As I continue to learn, sometimes the trade-offs we think we have to make in life are in fact, false choices.

And so is the case of the 5am Club.  First seeing it in its primary pursuit towards achievement and productivity, I set it aside as "not for me at this time."  At some point in new motherhood with the transition from survival to sustainability mode, I re-claimed the 5am Club as something to do for myself -- my own time, where I could meditate and do my "power hour" (20 minutes of meditation, movement, and journaling).  But as any new mom knows, claiming one hour each day as one's own (without a set childcare plan) is a fool's errand.  Sometimes Elliot would be up with me, or other times I'd be awake with him just prior, having just fallen re-asleep by the time the alarm wakes me up at 5am.

So now what I've stumbled upon is 5am as a "magic hour".  Tyler and I finally watched "Midnight in Paris" -- a fun movie about a struggling author who runs into Hemingway, Fitzgerald, and other greats of the 1920s at a "magical" hour in Paris.  It's a bit like that.  Due to a combination of balancing work and family/friend time (in the US) and jetlag (back in Seoul), for the last six weeks or so, I've found myself up at 5am (and more like 3:30 - 4am back now in Korea).

I've found that when I label and expect that time to be either "productive time" or "me time", I get frustrated if/when I can't control what happens during that time (and you can imagine how well that works).

But when I relax into considering it "magic time", well, that's when the magic happens.

It's when I find my brother-in-law up at the same hour meditating, which inspires me to meditate too.  Or find that Elliot is awake with jetlag too, so we cuddle, stare, and coo at one another in the guest bedroom and let Tyler sleep.  Or, like this morning, I find myself alone, looking out at the view of our 29th floor high-rise into sleeping Seoul, reflecting on our last two years in this apartment, how lucky we've been, and how much I'll miss this place.  And yes, sometimes it's been all about kick-butt amazing productivity.  Instead of overly planning what exactly should happen at 5am (and getting frustrated when it doesn't), being up at 5am is now imbued with some sense of secret adventure, the giddiness of a rendez-vous with myself, those I love, and the universe.

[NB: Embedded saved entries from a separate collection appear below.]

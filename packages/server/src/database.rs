use std::time::Duration;

use sea_orm::{ConnectOptions, Database, DatabaseConnection, DbErr};

pub async fn init_db(db_url: &str) -> Result<DatabaseConnection, DbErr> {
    let mut opt = ConnectOptions::new(db_url.to_owned());

    // Set connection pool options
    opt.max_connections(100)
        .min_connections(5)
        .connect_timeout(Duration::from_secs(8))
        .acquire_timeout(Duration::from_secs(8))
        .idle_timeout(Duration::from_secs(8))
        .max_lifetime(Duration::from_secs(8))
        .sqlx_logging(true);

    let db = Database::connect(opt).await?;
    db.get_schema_registry("laurel_server::entity::*")
        .sync(&db)
        .await?;

    Ok(db)
}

So as wary as I initially was, consider me the newest member of the 5am Club.  The benefits (and often the views) can't be beat.



Friday, August 19, 2016

Joy


And just like that...

Lucky Seven:


The little guy is laughing more than ever (videos to come), chewing whenever he sees me or Tyler eat (he now has his two top teeth to complement his bottom chompers...we'll be starting him on solids this month), and cuddling like it's his job when we sleep together at night.  Happy birthday little bud.